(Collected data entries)
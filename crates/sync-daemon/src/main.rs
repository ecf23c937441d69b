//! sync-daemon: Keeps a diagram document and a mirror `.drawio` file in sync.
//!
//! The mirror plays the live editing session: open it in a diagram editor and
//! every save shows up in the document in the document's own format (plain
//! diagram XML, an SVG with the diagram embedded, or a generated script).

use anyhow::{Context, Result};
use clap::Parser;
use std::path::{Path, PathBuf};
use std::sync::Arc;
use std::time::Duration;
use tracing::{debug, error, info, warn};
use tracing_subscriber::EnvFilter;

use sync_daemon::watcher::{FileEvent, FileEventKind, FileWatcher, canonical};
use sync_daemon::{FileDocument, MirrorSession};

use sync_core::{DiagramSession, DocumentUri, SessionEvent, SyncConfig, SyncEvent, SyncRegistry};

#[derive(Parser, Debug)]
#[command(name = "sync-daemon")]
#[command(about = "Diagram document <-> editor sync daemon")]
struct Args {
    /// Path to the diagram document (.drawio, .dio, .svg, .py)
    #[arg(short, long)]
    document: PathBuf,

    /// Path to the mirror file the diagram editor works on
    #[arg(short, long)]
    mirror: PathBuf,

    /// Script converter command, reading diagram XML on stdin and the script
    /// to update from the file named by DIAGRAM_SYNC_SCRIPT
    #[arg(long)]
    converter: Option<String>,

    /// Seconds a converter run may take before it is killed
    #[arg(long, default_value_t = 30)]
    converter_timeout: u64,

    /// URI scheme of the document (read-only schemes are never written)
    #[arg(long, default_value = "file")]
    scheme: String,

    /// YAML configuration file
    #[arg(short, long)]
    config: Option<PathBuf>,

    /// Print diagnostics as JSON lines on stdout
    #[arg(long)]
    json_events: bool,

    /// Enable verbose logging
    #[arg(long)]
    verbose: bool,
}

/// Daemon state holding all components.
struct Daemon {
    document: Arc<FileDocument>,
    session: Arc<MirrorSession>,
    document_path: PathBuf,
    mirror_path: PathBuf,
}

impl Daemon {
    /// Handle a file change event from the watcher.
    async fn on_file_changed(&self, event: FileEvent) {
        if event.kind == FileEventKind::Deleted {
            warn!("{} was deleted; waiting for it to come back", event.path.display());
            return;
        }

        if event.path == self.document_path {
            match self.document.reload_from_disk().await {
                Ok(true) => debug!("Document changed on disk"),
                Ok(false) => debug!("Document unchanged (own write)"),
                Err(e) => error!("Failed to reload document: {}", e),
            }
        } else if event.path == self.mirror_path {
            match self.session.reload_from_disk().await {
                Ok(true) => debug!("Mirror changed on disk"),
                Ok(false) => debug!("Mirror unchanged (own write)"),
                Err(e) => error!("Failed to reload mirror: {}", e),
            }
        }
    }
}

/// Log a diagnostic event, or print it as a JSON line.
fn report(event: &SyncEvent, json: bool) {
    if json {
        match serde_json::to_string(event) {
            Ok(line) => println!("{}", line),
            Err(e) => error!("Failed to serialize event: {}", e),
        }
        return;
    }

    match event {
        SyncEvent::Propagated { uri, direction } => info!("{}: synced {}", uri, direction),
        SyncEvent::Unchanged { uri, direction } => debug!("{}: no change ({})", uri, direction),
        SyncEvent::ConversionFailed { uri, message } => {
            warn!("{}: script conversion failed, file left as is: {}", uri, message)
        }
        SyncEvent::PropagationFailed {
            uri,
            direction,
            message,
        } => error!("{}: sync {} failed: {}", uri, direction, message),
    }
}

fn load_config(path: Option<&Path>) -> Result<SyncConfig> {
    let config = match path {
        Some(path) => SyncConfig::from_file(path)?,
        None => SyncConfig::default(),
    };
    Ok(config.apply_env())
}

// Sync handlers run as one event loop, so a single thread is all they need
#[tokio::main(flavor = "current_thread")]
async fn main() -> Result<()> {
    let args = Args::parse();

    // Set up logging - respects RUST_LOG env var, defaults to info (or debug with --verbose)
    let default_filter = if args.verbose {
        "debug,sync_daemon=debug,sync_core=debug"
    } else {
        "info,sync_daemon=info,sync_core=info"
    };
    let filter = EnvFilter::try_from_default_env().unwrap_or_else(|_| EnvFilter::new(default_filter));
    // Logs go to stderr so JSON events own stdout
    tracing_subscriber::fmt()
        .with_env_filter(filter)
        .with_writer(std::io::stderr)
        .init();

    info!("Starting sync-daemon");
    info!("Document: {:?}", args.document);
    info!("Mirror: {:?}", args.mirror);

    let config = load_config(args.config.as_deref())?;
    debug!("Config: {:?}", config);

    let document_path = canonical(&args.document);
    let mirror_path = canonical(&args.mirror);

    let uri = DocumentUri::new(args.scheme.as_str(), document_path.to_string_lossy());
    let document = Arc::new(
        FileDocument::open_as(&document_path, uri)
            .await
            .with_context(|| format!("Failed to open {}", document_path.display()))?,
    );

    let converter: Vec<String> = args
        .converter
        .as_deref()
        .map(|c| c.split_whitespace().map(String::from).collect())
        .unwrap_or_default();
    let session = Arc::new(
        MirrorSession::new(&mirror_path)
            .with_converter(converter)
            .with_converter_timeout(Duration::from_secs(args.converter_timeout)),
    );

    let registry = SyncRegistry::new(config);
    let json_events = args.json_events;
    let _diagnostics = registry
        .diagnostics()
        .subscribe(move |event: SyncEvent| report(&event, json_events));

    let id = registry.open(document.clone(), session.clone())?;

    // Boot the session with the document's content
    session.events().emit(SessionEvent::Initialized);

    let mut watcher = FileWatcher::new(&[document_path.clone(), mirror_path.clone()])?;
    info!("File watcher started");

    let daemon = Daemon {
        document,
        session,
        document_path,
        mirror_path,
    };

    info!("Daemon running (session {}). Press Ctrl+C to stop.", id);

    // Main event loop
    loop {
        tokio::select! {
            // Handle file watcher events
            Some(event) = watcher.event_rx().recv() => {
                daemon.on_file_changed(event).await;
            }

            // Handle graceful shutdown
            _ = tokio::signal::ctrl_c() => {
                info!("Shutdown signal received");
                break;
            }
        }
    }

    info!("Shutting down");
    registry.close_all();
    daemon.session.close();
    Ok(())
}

**EXERCISE GOAL**: The records above are to be set down again exactly as written.

**RESPONSE TO THE EXERCISE**:
filename crates/sync-daemon/src/main.rs
repository ecf23c937441d69b
//! sync-daemon: Keeps a diagram document and a mirror `.drawio` file in sync.
//!
//! The mirror plays the live editing session: open it in a diagram editor and
//! every save shows up in the document in the document's own format (plain
//! diagram XML, an SVG with the diagram embedded, or a generated script).

use anyhow::{Context, Result};
use clap::Parser;
use std::path::{Path, PathBuf};
use std::sync::Arc;
use std::time::Duration;
use tracing::{debug, error, info, warn};
use tracing_subscriber::EnvFilter;

use sync_daemon::watcher::{FileEvent, FileEventKind, FileWatcher, canonical};
use sync_daemon::{FileDocument, MirrorSession};

use sync_core::{DiagramSession, DocumentUri, SessionEvent, SyncConfig, SyncEvent, SyncRegistry};

#[derive(Parser, Debug)]
#[command(name = "sync-daemon")]
#[command(about = "Diagram document <-> editor sync daemon")]
struct Args {
    /// Path to the diagram document (.drawio, .dio, .svg, .py)
    #[arg(short, long)]
    document: PathBuf,

    /// Path to the mirror file the diagram editor works on
    #[arg(short, long)]
    mirror: PathBuf,

    /// Script converter command, reading diagram XML on stdin and the script
    /// to update from the file named by DIAGRAM_SYNC_SCRIPT
    #[arg(long)]
    converter: Option<String>,

    /// Seconds a converter run may take before it is killed
    #[arg(long, default_value_t = 30)]
    converter_timeout: u64,

    /// URI scheme of the document (read-only schemes are never written)
    #[arg(long, default_value = "file")]
    scheme: String,

    /// YAML configuration file
    #[arg(short, long)]
    config: Option<PathBuf>,

    /// Print diagnostics as JSON lines on stdout
    #[arg(long)]
    json_events: bool,

    /// Enable verbose logging
    #[arg(long)]
    verbose: bool,
}

/// Daemon state holding all components.
struct Daemon {
    document: Arc<FileDocument>,
    session: Arc<MirrorSession>,
    document_path: PathBuf,
    mirror_path: PathBuf,
}

impl Daemon {
    /// Handle a file change event from the watcher.
    async fn on_file_changed(&self, event: FileEvent) {
        if event.kind == FileEventKind::Deleted {
            warn!("{} was deleted; waiting for it to come back", event.path.display());
            return;
        }

        if event.path == self.document_path {
            match self.document.reload_from_disk().await {
                Ok(true) => debug!("Document changed on disk"),
                Ok(false) => debug!("Document unchanged (own write)"),
                Err(e) => error!("Failed to reload document: {}", e),
            }
        } else if event.path == self.mirror_path {
            match self.session.reload_from_disk().await {
                Ok(true) => debug!("Mirror changed on disk"),
                Ok(false) => debug!("Mirror unchanged (own write)"),
                Err(e) => error!("Failed to reload mirror: {}", e),
            }
        }
    }
}

/// Log a diagnostic event, or print it as a JSON line.
fn report(event: &SyncEvent, json: bool) {
    if json {
        match serde_json::to_string(event) {
            Ok(line) => println!("{}", line),
            Err(e) => error!("Failed to serialize event: {}", e),
        }
        return;
    }

    match event {
        SyncEvent::Propagated { uri, direction } => info!("{}: synced {}", uri, direction),
        SyncEvent::Unchanged { uri, direction } => debug!("{}: no change ({})", uri, direction),
        SyncEvent::ConversionFailed { uri, message } => {
            warn!("{}: script conversion failed, file left as is: {}", uri, message)
        }
        SyncEvent::PropagationFailed {
            uri,
            direction,
            message,
        } => error!("{}: sync {} failed: {}", uri, direction, message),
    }
}

fn load_config(path: Option<&Path>) -> Result<SyncConfig> {
    let config = match path {
        Some(path) => SyncConfig::from_file(path)?,
        None => SyncConfig::default(),
    };
    Ok(config.apply_env())
}

// Sync handlers run as one event loop, so a single thread is all they need
#[tokio::main(flavor = "current_thread")]
async fn main() -> Result<()> {
    let args = Args::parse();

    // Set up logging - respects RUST_LOG env var, defaults to info (or debug with --verbose)
    let default_filter = if args.verbose {
        "debug,sync_daemon=debug,sync_core=debug"
    } else {
        "info,sync_daemon=info,sync_core=info"
    };
    let filter = EnvFilter::try_from_default_env().unwrap_or_else(|_| EnvFilter::new(default_filter));
    // Logs go to stderr so JSON events own stdout
    tracing_subscriber::fmt()
        .with_env_filter(filter)
        .with_writer(std::io::stderr)
        .init();

    info!("Starting sync-daemon");
    info!("Document: {:?}", args.document);
    info!("Mirror: {:?}", args.mirror);

    let config = load_config(args.config.as_deref())?;
    debug!("Config: {:?}", config);

    let document_path = canonical(&args.document);
    let mirror_path = canonical(&args.mirror);

    let uri = DocumentUri::new(args.scheme.as_str(), document_path.to_string_lossy());
    let document = Arc::new(
        FileDocument::open_as(&document_path, uri)
            .await
            .with_context(|| format!("Failed to open {}", document_path.display()))?,
    );

    let converter: Vec<String> = args
        .converter
        .as_deref()
        .map(|c| c.split_whitespace().map(String::from).collect())
        .unwrap_or_default();
    let session = Arc::new(
        MirrorSession::new(&mirror_path)
            .with_converter(converter)
            .with_converter_timeout(Duration::from_secs(args.converter_timeout)),
    );

    let registry = SyncRegistry::new(config);
    let json_events = args.json_events;
    let _diagnostics = registry
        .diagnostics()
        .subscribe(move |event: SyncEvent| report(&event, json_events));

    let id = registry.open(document.clone(), session.clone())?;

    // Boot the session with the document's content
    session.events().emit(SessionEvent::Initialized);

    let mut watcher = FileWatcher::new(&[document_path.clone(), mirror_path.clone()])?;
    info!("File watcher started");

    let daemon = Daemon {
        document,
        session,
        document_path,
        mirror_path,
    };

    info!("Daemon running (session {}). Press Ctrl+C to stop.", id);

    // Main event loop
    loop {
        tokio::select! {
            // Handle file watcher events
            Some(event) = watcher.event_rx().recv() => {
                daemon.on_file_changed(event).await;
            }

            // Handle graceful shutdown
            _ = tokio::signal::ctrl_c() => {
                info!("Shutdown signal received");
                break;
            }
        }
    }

    info!("Shutting down");
    registry.close_all();
    daemon.session.close();
    Ok(())
}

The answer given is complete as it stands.